(Dataset entries)
▽

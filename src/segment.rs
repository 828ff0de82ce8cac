//! Segment shape classification and conversion.
//!
//! A gauge scale is divided into colored bands ("segments"). The tree-level
//! `segments` value is polymorphic: a list keyed by lower bound (`from`), a
//! list keyed by position (`pos`), a single template string computed
//! externally, or absent. The variant is never stored explicitly; it is
//! inferred from the data once, here, into the tagged [`Segments`] union so
//! downstream code can match exhaustively instead of re-probing shapes.

use std::cmp::Ordering;

use serde_json::{Map, Value};

/// One colored band of a gauge scale.
#[derive(Debug, Clone, PartialEq)]
pub struct SegmentEntry {
    /// Lower bound (`from`) or position (`pos`) of the band. A number in
    /// fully resolved configurations; a string when templated per entry.
    pub bound: Value,
    /// Color of the band.
    pub color: String,
}

/// Classified shape of a `segments` value, decided once at read time.
#[derive(Debug, Clone, PartialEq, Default)]
pub enum Segments {
    /// Uniform list keyed by lower bound (`from` + `color`).
    From(Vec<SegmentEntry>),
    /// Uniform list keyed by position (`pos` + `color`).
    Pos(Vec<SegmentEntry>),
    /// A single template string, resolved externally.
    Template(String),
    /// Absent, empty, or not matching any known shape.
    #[default]
    None,
}

impl Segments {
    /// Classify a raw `segments` value.
    ///
    /// Decision order: a sequence where every element has `from` and
    /// `color` classifies as [`Segments::From`]; failing that, every
    /// element having `pos` and `color` classifies as [`Segments::Pos`];
    /// a string classifies as [`Segments::Template`]; anything else is
    /// [`Segments::None`]. One non-matching element makes the entire list
    /// unrecognized, not just that element.
    pub fn classify(value: Option<&Value>) -> Self {
        match value {
            Some(Value::Array(items)) => {
                if let Some(entries) = entries_keyed_by(items, "from") {
                    Segments::From(entries)
                } else if let Some(entries) = entries_keyed_by(items, "pos") {
                    Segments::Pos(entries)
                } else {
                    Segments::None
                }
            }
            Some(Value::String(template)) => Segments::Template(template.clone()),
            _ => Segments::None,
        }
    }

    /// Flip a bound-keyed list to position-keyed or back.
    ///
    /// Entries keep their bound, color, order and count exactly, so a
    /// double conversion reproduces the original list. Templates and
    /// unrecognized values pass through unchanged.
    pub fn convert(self) -> Self {
        match self {
            Segments::From(entries) => Segments::Pos(entries),
            Segments::Pos(entries) => Segments::From(entries),
            other => other,
        }
    }

    /// Whether the entries are non-decreasing by their numeric key.
    ///
    /// Advisory only (drives a "sort" affordance in the editor); pairs
    /// that cannot be compared numerically are skipped. Templates and
    /// unrecognized values count as sorted.
    pub fn is_sorted(&self) -> bool {
        let entries = match self {
            Segments::From(entries) | Segments::Pos(entries) => entries,
            _ => return true,
        };
        entries.windows(2).all(|pair| {
            match (pair[0].bound.as_f64(), pair[1].bound.as_f64()) {
                (Some(a), Some(b)) => a <= b,
                _ => true,
            }
        })
    }

    /// A copy with entries stably sorted ascending by numeric key.
    ///
    /// Non-numeric bounds have no meaningful order and sort to the front,
    /// keeping their relative order.
    pub fn sorted(&self) -> Self {
        match self {
            Segments::From(entries) => Segments::From(sort_entries(entries)),
            Segments::Pos(entries) => Segments::Pos(sort_entries(entries)),
            other => other.clone(),
        }
    }

    /// Serialize back into the tree-level representation.
    ///
    /// Returns `None` for [`Segments::None`], meaning the key should stay
    /// absent.
    pub fn to_value(&self) -> Option<Value> {
        match self {
            Segments::From(entries) => Some(entries_to_value(entries, "from")),
            Segments::Pos(entries) => Some(entries_to_value(entries, "pos")),
            Segments::Template(template) => Some(Value::String(template.clone())),
            Segments::None => None,
        }
    }
}

fn entries_keyed_by(items: &[Value], key: &str) -> Option<Vec<SegmentEntry>> {
    if items.is_empty() {
        return None;
    }
    items
        .iter()
        .map(|item| {
            let map = item.as_object()?;
            let bound = map.get(key)?;
            if !bound.is_number() && !bound.is_string() {
                return None;
            }
            let color = map.get("color")?.as_str()?;
            Some(SegmentEntry {
                bound: bound.clone(),
                color: color.to_string(),
            })
        })
        .collect()
}

fn entries_to_value(entries: &[SegmentEntry], key: &str) -> Value {
    Value::Array(
        entries
            .iter()
            .map(|entry| {
                let mut map = Map::new();
                map.insert(key.to_string(), entry.bound.clone());
                map.insert("color".to_string(), Value::String(entry.color.clone()));
                Value::Object(map)
            })
            .collect(),
    )
}

fn sort_entries(entries: &[SegmentEntry]) -> Vec<SegmentEntry> {
    let mut sorted = entries.to_vec();
    sorted.sort_by(|a, b| {
        let ka = a.bound.as_f64().unwrap_or(f64::NEG_INFINITY);
        let kb = b.bound.as_f64().unwrap_or(f64::NEG_INFINITY);
        ka.partial_cmp(&kb).unwrap_or(Ordering::Equal)
    });
    sorted
}

#[cfg(test)]
mod tests {
    use super::*;
    use serde_json::json;

    #[test]
    fn test_classify_from_list() {
        let value = json!([
            { "from": 0, "color": "green" },
            { "from": 50, "color": "red" },
        ]);
        let Segments::From(entries) = Segments::classify(Some(&value)) else {
            panic!("expected a from-keyed list");
        };
        assert_eq!(entries.len(), 2);
        assert_eq!(entries[0].color, "green");
        assert_eq!(entries[1].bound, json!(50));
    }

    #[test]
    fn test_classify_pos_list() {
        let value = json!([{ "pos": 1, "color": "blue" }]);
        assert!(matches!(
            Segments::classify(Some(&value)),
            Segments::Pos(_)
        ));
    }

    #[test]
    fn test_classify_template() {
        let value = json!("{{ states('sensor.temp') }}");
        assert_eq!(
            Segments::classify(Some(&value)),
            Segments::Template("{{ states('sensor.temp') }}".to_string())
        );
    }

    #[test]
    fn test_classify_none_cases() {
        assert_eq!(Segments::classify(None), Segments::None);
        assert_eq!(Segments::classify(Some(&json!(null))), Segments::None);
        assert_eq!(Segments::classify(Some(&json!([]))), Segments::None);
        assert_eq!(Segments::classify(Some(&json!(42))), Segments::None);
        assert_eq!(
            Segments::classify(Some(&json!({ "from": 0, "color": "red" }))),
            Segments::None
        );
    }

    #[test]
    fn test_one_bad_element_rejects_whole_list() {
        // Second element lacks a color, so the entire list is unrecognized.
        let value = json!([
            { "from": 0, "color": "green" },
            { "from": 50 },
        ]);
        assert_eq!(Segments::classify(Some(&value)), Segments::None);

        // A non-scalar bound is likewise rejected.
        let value = json!([{ "from": { "nested": 1 }, "color": "green" }]);
        assert_eq!(Segments::classify(Some(&value)), Segments::None);
    }

    #[test]
    fn test_string_bounds_are_accepted() {
        let value = json!([{ "from": "{{ min }}", "color": "green" }]);
        assert!(matches!(
            Segments::classify(Some(&value)),
            Segments::From(_)
        ));
    }

    #[test]
    fn test_convert_round_trip() {
        let value = json!([
            { "from": 0, "color": "green" },
            { "from": 25.5, "color": "yellow" },
            { "from": 50, "color": "red" },
        ]);
        let original = Segments::classify(Some(&value));
        let round_tripped = original.clone().convert().convert();
        assert_eq!(round_tripped, original);

        // One conversion flips the key but keeps bounds, colors and order.
        let converted = original.convert();
        assert_eq!(
            converted.to_value().unwrap(),
            json!([
                { "pos": 0, "color": "green" },
                { "pos": 25.5, "color": "yellow" },
                { "pos": 50, "color": "red" },
            ])
        );
    }

    #[test]
    fn test_is_sorted() {
        let unsorted = Segments::classify(Some(&json!([
            { "from": 10, "color": "red" },
            { "from": 5, "color": "green" },
        ])));
        assert!(!unsorted.is_sorted());

        let sorted = Segments::classify(Some(&json!([
            { "pos": 1, "color": "red" },
            { "pos": 2, "color": "green" },
        ])));
        assert!(sorted.is_sorted());

        assert!(Segments::Template("{{ x }}".to_string()).is_sorted());
        assert!(Segments::None.is_sorted());
    }

    #[test]
    fn test_sorted_is_stable_and_ascending() {
        let segments = Segments::classify(Some(&json!([
            { "from": 50, "color": "red" },
            { "from": 0, "color": "green" },
            { "from": 25, "color": "yellow" },
        ])));
        assert_eq!(
            segments.sorted().to_value().unwrap(),
            json!([
                { "from": 0, "color": "green" },
                { "from": 25, "color": "yellow" },
                { "from": 50, "color": "red" },
            ])
        );
        assert!(segments.sorted().is_sorted());
    }
}
//! Error taxonomy: configuration errors at load, rejected moves, and internal inconsistencies.

use thiserror::Error;

use super::types::{Pos, RegionId};

/// Why a level could not be loaded. Nothing is partially loaded when this is returned.
#[derive(Debug, Error)]
pub enum LevelError {
    #[error("invalid layout: {0}")]
    InvalidLayout(#[from] LayoutIssue),
    #[error("palette size {0} is outside 3..={max}", max = super::config::MAX_PALETTE_SIZE)]
    InvalidPalette(u8),
    #[error("obstacle hit count must be at least 1")]
    InvalidHits,
    #[error("io error: {0}")]
    Io(#[from] std::io::Error),
    #[error("level file is not valid JSON: {0}")]
    Json(#[from] serde_json::Error),
}

/// The specific shape problem behind [`LevelError::InvalidLayout`].
#[derive(Debug, Clone, PartialEq, Eq, Error)]
pub enum LayoutIssue {
    #[error("layout has no cells")]
    Empty,
    #[error("row {row} has {found} cells, expected {expected}")]
    Ragged {
        row: usize,
        expected: usize,
        found: usize,
    },
    #[error("unknown marker {value} at {pos}")]
    UnknownMarker { pos: Pos, value: u8 },
    #[error("obstacle block containing {pos} is not a rectangle")]
    NonRectangularObstacle { pos: Pos },
    #[error("obstacle anchored at {anchor} extends outside the board")]
    ObstacleOutOfBounds { anchor: Pos },
    #[error("obstacles overlap at {pos}")]
    ObstacleOverlap { pos: Pos },
    #[error("obstacle anchored at {anchor} covers void cell {pos}")]
    ObstacleOnVoid { anchor: Pos, pos: Pos },
    #[error("obstacle anchored at {anchor} has zero extent")]
    ObstacleZeroSized { anchor: Pos },
}

/// Reason a move request was refused. The board is never changed by a rejected move.
#[derive(Debug, Clone, Copy, PartialEq, Eq, Error)]
pub enum MoveRejection {
    #[error("cell is outside the board")]
    OutOfBounds,
    #[error("cell is void or an obstacle")]
    NotPlayable,
    #[error("a resolution is still in progress")]
    Busy,
    #[error("cell holds no tile")]
    NoTile,
}

/// Invariant violations detected while resolving. These are logged and absorbed.
#[derive(Debug, Clone, PartialEq, Eq, Error)]
pub enum Inconsistency {
    #[error("region {region} lists member {pos} that is not an obstacle cell of that region")]
    RegionMemberMismatch { region: RegionId, pos: Pos },
    #[error("cell {pos} references region {region} which is not active")]
    DanglingRegion { region: RegionId, pos: Pos },
    #[error("gravity did not settle within {passes} passes; {unfilled} cells spawned in place")]
    FillBoundExceeded { passes: usize, unfilled: usize },
    #[error("cascade exceeded {rounds} rounds; remaining matches left on the board")]
    CascadeBoundExceeded { rounds: u32 },
    #[error("step completion received while idle")]
    UnexpectedStep,
}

△

Exercise brief >>
From the records above, reproduce exactly the lines from the one with "pub fn sorted(&self)" to the one with "let map = item.as_object()?;", both included, and no others.

Finished exercise >>
    pub fn sorted(&self) -> Self {
        match self {
            Segments::From(entries) => Segments::From(sort_entries(entries)),
            Segments::Pos(entries) => Segments::Pos(sort_entries(entries)),
            other => other.clone(),
        }
    }

    /// Serialize back into the tree-level representation.
    ///
    /// Returns `None` for [`Segments::None`], meaning the key should stay
    /// absent.
    pub fn to_value(&self) -> Option<Value> {
        match self {
            Segments::From(entries) => Some(entries_to_value(entries, "from")),
            Segments::Pos(entries) => Some(entries_to_value(entries, "pos")),
            Segments::Template(template) => Some(Value::String(template.clone())),
            Segments::None => None,
        }
    }
}

fn entries_keyed_by(items: &[Value], key: &str) -> Option<Vec<SegmentEntry>> {
    if items.is_empty() {
        return None;
    }
    items
        .iter()
        .map(|item| {
            let map = item.as_object()?;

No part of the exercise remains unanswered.